= Agathodaemon of Alexandria =

2nd century Greek geographer and cartographer

Agathodaemon of Alexandria (Ἀγαθοδαίμων Ἀλεξανδρεὺς, Agathodaímōn Alexandreùs) was a Greek or Hellenized Egyptian cartographer, presumably from Alexandria, Roman Egypt, during late Antiquity, likely in the 2nd century AD.

Agathodaemon is mentioned in some of the earliest manuscripts of Ptolemy's Geography: (Note: Mason mentions manuscripts at Venice and Vienna without specifying which ones. Long mentions a third manuscript without specifying its location.)

Ἐκ τῶν Κλαυδίου Πτολεμαίου Γεογραφικῶν βιβλίων ὄκτο τὴν οἰκουμένην πᾶσαν Ἀγαθοδαίμων Ἀλεξανδρεὺς ὑπετύπωσε "From the eight books of geography of Claudius Ptolemaeus the whole habitable world Agathodaemon of Alexandria delineated."
The line appears in the running text of the Geography, not as a caption on the maps themselves. Since the inscriptions are the only surviving references to him and these manuscripts only survive from the very late 13th century, the most that can be conclusively stated is that he lived sometime between AD 150 and 1300, although his classical name and epithet—"the Alexandrian"—likely place him before the fall of Alexandria to the Caliphate in 641, rather than being contemporary with Maximus Planudes's reconstruction of the Ptolemaic atlas after 1295.

In the Geography, Ptolemy displays his familiarity with existing maps, criticizing inaccuracies introduced by other cartographers into Marinus of Tyre's work due to improper data. (Note: "...the duplication from the original into existing representations is likely to produce, from changes or small variations, remarkable anomalies. And if it should come to pass that there is no independent evidence unearthed for [the] method of map-making, then we are unable to find the proper image and helpless to reveal a solution. It has happened very many times with the maps of Marinus, they have not succeeded in completing a true copy of the original, attempting to do it offhand from commentaries and wrong data for the most part through collective agreement and the spreading abroad of misleading data...") Ptolemy attempted to remedy these errors by providing proper sample captions in his own books VII and VIII. In those sections, he explicitly mentions that his text was to be accompanied by maps constructed according to his principles. (Note: "We have made ten maps [πίνακες, pínakes] of Europe, four maps of Libya [i.e., Africa], and twelve maps of the whole of Asia.")

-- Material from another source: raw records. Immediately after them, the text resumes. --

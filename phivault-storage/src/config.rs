//! Storage and key configuration.

use crate::error::{StorageError, StorageResult};
use phivault_crypto::DEFAULT_MAX_KMS_WORKERS;
use phivault_types::TenantId;
use serde::{Deserialize, Serialize};
use std::fmt;
use std::path::{Path, PathBuf};
use std::time::Duration;

/// Configuration for the tenant router and repository.
#[derive(Clone, Serialize, Deserialize)]
#[serde(default)]
pub struct VaultConfig {
    /// Directory holding the central database and `tenants/<id>.duckdb`.
    /// `None` keeps every database in memory.
    pub data_dir: Option<PathBuf>,

    /// File name of the central database inside `data_dir`.
    pub central_db_name: String,

    /// DuckDB memory cap per database.
    pub memory_limit: String,

    /// DuckDB worker threads per database.
    pub threads: u32,

    /// Upper bound on each key-management call.
    pub kms_timeout_ms: u64,

    /// KMS worker threads allowed at once across all sessions. Calls that
    /// timed out keep their worker until the KMS answers.
    pub kms_max_workers: usize,

    /// Candidate count above which an index lookup logs a collision warning.
    pub collision_warn_threshold: usize,

    /// Base64 layer-1 application key (32 bytes).
    pub application_key: Option<String>,
}

impl Default for VaultConfig {
    fn default() -> Self {
        Self {
            data_dir: None,
            central_db_name: "central.duckdb".to_string(),
            memory_limit: "256MB".to_string(),
            threads: 2,
            kms_timeout_ms: 3_000,
            kms_max_workers: DEFAULT_MAX_KMS_WORKERS,
            collision_warn_threshold: 8,
            application_key: None,
        }
    }
}

impl fmt::Debug for VaultConfig {
    fn fmt(&self, f: &mut fmt::Formatter<'_>) -> fmt::Result {
        f.debug_struct("VaultConfig")
            .field("data_dir", &self.data_dir)
            .field("central_db_name", &self.central_db_name)
            .field("memory_limit", &self.memory_limit)
            .field("threads", &self.threads)
            .field("kms_timeout_ms", &self.kms_timeout_ms)
            .field("kms_max_workers", &self.kms_max_workers)
            .field("collision_warn_threshold", &self.collision_warn_threshold)
            .field(
                "application_key",
                &self.application_key.as_ref().map(|_| "[REDACTED]"),
            )
            .finish()
    }
}

impl VaultConfig {
    /// In-memory configuration with the given base64 application key.
    pub fn in_memory(application_key: &str) -> Self {
        Self {
            application_key: Some(application_key.to_string()),
            ..Self::default()
        }
    }

    /// Reads a JSON configuration file. Missing keys take their defaults.
    pub fn from_json_file(path: &Path) -> StorageResult<Self> {
        let raw = std::fs::read_to_string(path)?;
        let config: Self = serde_json::from_str(&raw)?;
        config.validate()?;
        Ok(config)
    }

    /// Applies `PHIVAULT_*` overrides from the process environment.
    pub fn with_env_overrides(self) -> StorageResult<Self> {
        self.with_overrides(|name| std::env::var(name).ok())
    }

    /// Applies overrides from an arbitrary variable lookup.
    pub fn with_overrides(mut self, lookup: impl Fn(&str) -> Option<String>) -> StorageResult<Self> {
        if let Some(dir) = lookup("PHIVAULT_DATA_DIR") {
            self.data_dir = Some(PathBuf::from(dir));
        }
        if let Some(key) = lookup("PHIVAULT_APPLICATION_KEY") {
            self.application_key = Some(key);
        }
        if let Some(raw) = lookup("PHIVAULT_KMS_TIMEOUT_MS") {
            self.kms_timeout_ms = raw.parse().map_err(|e| {
                StorageError::Config(format!("PHIVAULT_KMS_TIMEOUT_MS={raw}: {e}"))
            })?;
        }
        self.validate()?;
        Ok(self)
    }

    pub fn validate(&self) -> StorageResult<()> {
        if self.kms_timeout_ms == 0 {
            return Err(StorageError::Config("kms_timeout_ms must be positive".into()));
        }
        if self.kms_max_workers == 0 {
            return Err(StorageError::Config("kms_max_workers must be positive".into()));
        }
        if self.threads == 0 {
            return Err(StorageError::Config("threads must be positive".into()));
        }
        if self.central_db_name.is_empty() {
            return Err(StorageError::Config("central_db_name must not be empty".into()));
        }
        Ok(())
    }

    pub fn kms_timeout(&self) -> Duration {
        Duration::from_millis(self.kms_timeout_ms)
    }

    pub fn central_db_path(&self) -> Option<PathBuf> {
        self.data_dir.as_ref().map(|d| d.join(&self.central_db_name))
    }

    pub fn tenant_db_path(&self, tenant: &TenantId) -> Option<PathBuf> {
        self.data_dir
            .as_ref()
            .map(|d| d.join("tenants").join(format!("{tenant}.duckdb")))
    }
}
//! Lazily opened per-context DuckDB connections.

use crate::config::VaultConfig;
use crate::error::StorageResult;
use crate::schema::initialize_record_schema;
use duckdb::Connection;
use phivault_types::{TenantContext, TenantId};
use std::collections::HashMap;
use std::sync::{Arc, Mutex, RwLock};
use tracing::info;

/// A connection shared by every session routed to the same database.
pub type SharedConnection = Arc<Mutex<Connection>>;

/// DDL hook run once on every database when it is opened.
pub type SchemaInitializer = fn(&Connection) -> duckdb::Result<()>;

/// Maps tenant contexts to their physical databases.
pub struct ConnectionRegistry {
    config: VaultConfig,
    initializers: Vec<SchemaInitializer>,
    central: SharedConnection,
    tenants: RwLock<HashMap<TenantId, SharedConnection>>,
}

impl ConnectionRegistry {
    /// Opens the central database; tenant databases open on first use.
    pub fn open(config: VaultConfig, extra_schemas: Vec<SchemaInitializer>) -> StorageResult<Self> {
        let mut initializers: Vec<SchemaInitializer> = vec![initialize_record_schema];
        initializers.extend(extra_schemas);

        if let Some(dir) = &config.data_dir {
            std::fs::create_dir_all(dir.join("tenants"))?;
        }

        let central = open_database(&config, config.central_db_path().as_deref(), &initializers)?;
        info!(data_dir = ?config.data_dir, "central database opened");

        Ok(Self {
            config,
            initializers,
            central: Arc::new(Mutex::new(central)),
            tenants: RwLock::new(HashMap::new()),
        })
    }

    pub fn config(&self) -> &VaultConfig {
        &self.config
    }

    /// Connection for `ctx`, opening the tenant database if needed.
    pub fn connection(&self, ctx: &TenantContext) -> StorageResult<SharedConnection> {
        let tenant = match ctx {
            TenantContext::Central => return Ok(Arc::clone(&self.central)),
            TenantContext::Tenant(id) => id,
        };

        if let Some(conn) = self
            .tenants
            .read()
            .unwrap_or_else(|p| p.into_inner())
            .get(tenant)
        {
            return Ok(Arc::clone(conn));
        }

        let mut tenants = self.tenants.write().unwrap_or_else(|p| p.into_inner());
        if let Some(conn) = tenants.get(tenant) {
            return Ok(Arc::clone(conn));
        }

        let conn = open_database(
            &self.config,
            self.config.tenant_db_path(tenant).as_deref(),
            &self.initializers,
        )?;
        info!(tenant = %tenant, "tenant database opened");

        let shared = Arc::new(Mutex::new(conn));
        tenants.insert(tenant.clone(), Arc::clone(&shared));
        Ok(shared)
    }

    /// Tenants whose databases are currently open.
    pub fn open_tenants(&self) -> Vec<TenantId> {
        let mut ids: Vec<TenantId> = self
            .tenants
            .read()
            .unwrap_or_else(|p| p.into_inner())
            .keys()
            .cloned()
            .collect();
        ids.sort();
        ids
    }
}

fn open_database(
    config: &VaultConfig,
    path: Option<&std::path::Path>,
    initializers: &[SchemaInitializer],
) -> StorageResult<Connection> {
    let conn = match path {
        Some(p) => crate::open_duckdb_with_wal_recovery(p, &config.memory_limit, config.threads)?,
        None => Connection::open_in_memory()?,
    };
    for init in initializers {
        init(&conn)?;
    }
    Ok(conn)
}
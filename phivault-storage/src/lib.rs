//! Tenant-routed DuckDB storage for phivault.
//!
//! # Architecture
//!
//! - The central database and every clinic database are separate DuckDB
//!   files (or in-memory databases in tests), opened lazily by
//!   [`ConnectionRegistry`].
//! - A [`Session`] is created per request. It carries the [`TenantScope`]
//!   stack that decides which database and which key bucket apply, and the
//!   request's key-material cache.
//! - [`EncryptedRepository`] stores records with every declared field
//!   sealed in an envelope and searchable fields indexed by blind digest.
//!   It holds no tenant state of its own.

pub mod config;
mod connections;
mod error;
mod repository;
mod schema;
mod scope;
mod session;

pub use config::VaultConfig;
pub use connections::{ConnectionRegistry, SchemaInitializer, SharedConnection};
pub use error::{StorageError, StorageResult};
pub use repository::EncryptedRepository;
pub use schema::initialize_record_schema;
pub use scope::TenantScope;
pub use session::{Session, TenantRouter};

use std::sync::MutexGuard;
use tracing::warn;

/// Open a DuckDB connection with stale WAL recovery and resource limits.
///
/// If the initial open fails and a `.wal` file exists alongside the database,
/// it is removed and the open is retried once.
pub fn open_duckdb_with_wal_recovery(
    path: &std::path::Path,
    memory_limit: &str,
    threads: u32,
) -> StorageResult<duckdb::Connection> {
    let conn = match duckdb::Connection::open(path) {
        Ok(c) => c,
        Err(first_err) => {
            let wal_path = path.with_extension(
                path.extension()
                    .map(|ext| format!("{}.wal", ext.to_string_lossy()))
                    .unwrap_or_else(|| "wal".to_string()),
            );
            if wal_path.exists() {
                warn!(
                    wal = %wal_path.display(),
                    "DuckDB open failed, removing stale WAL and retrying"
                );
                if std::fs::remove_file(&wal_path).is_ok() {
                    let c = duckdb::Connection::open(path)?;
                    apply_resource_limits(&c, memory_limit, threads)?;
                    return Ok(c);
                }
            }
            return Err(first_err.into());
        }
    };
    apply_resource_limits(&conn, memory_limit, threads)?;
    Ok(conn)
}

/// Apply memory and thread limits to a DuckDB connection.
fn apply_resource_limits(
    conn: &duckdb::Connection,
    memory_limit: &str,
    threads: u32,
) -> StorageResult<()> {
    conn.execute_batch(&format!(
        "PRAGMA memory_limit='{}'; PRAGMA threads={};",
        memory_limit.replace('\'', "''"),
        threads
    ))?;
    Ok(())
}

/// Acquire a connection lock, recovering from poison.
pub fn lock_conn(conn: &SharedConnection) -> MutexGuard<'_, duckdb::Connection> {
    conn.lock().unwrap_or_else(|poisoned| {
        warn!("recovering from poisoned connection mutex");
        poisoned.into_inner()
    })
}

Heeren argued that Agathodaemon was the cartographer responsible for these original maps, while Dinse suggested he was the transcriber of the original papyrus scrolls into codices. Fischer proposed that Agathodaemon drafted only the world map but not the regional maps, based on differences in early manuscripts.

A major point of contention is that Ptolemy's regional maps use Marinus's cylindrical projection, which Ptolemy criticized, instead of either of Ptolemy's preferred projections. The world map, however, uses Ptolemy's less-favored projection.

Over time, numerous errors had crept into the copies of Agathodaemon's maps. Around 1470 AD, Nicolaus Germanus, a Benedictine monk, undertook their restoration and correction, replacing the original Greek names with Latin ones. His revised maps accompany the Ebnerian manuscript of Ptolemy and correspond in both number and general arrangement to those created by Agathodaemon.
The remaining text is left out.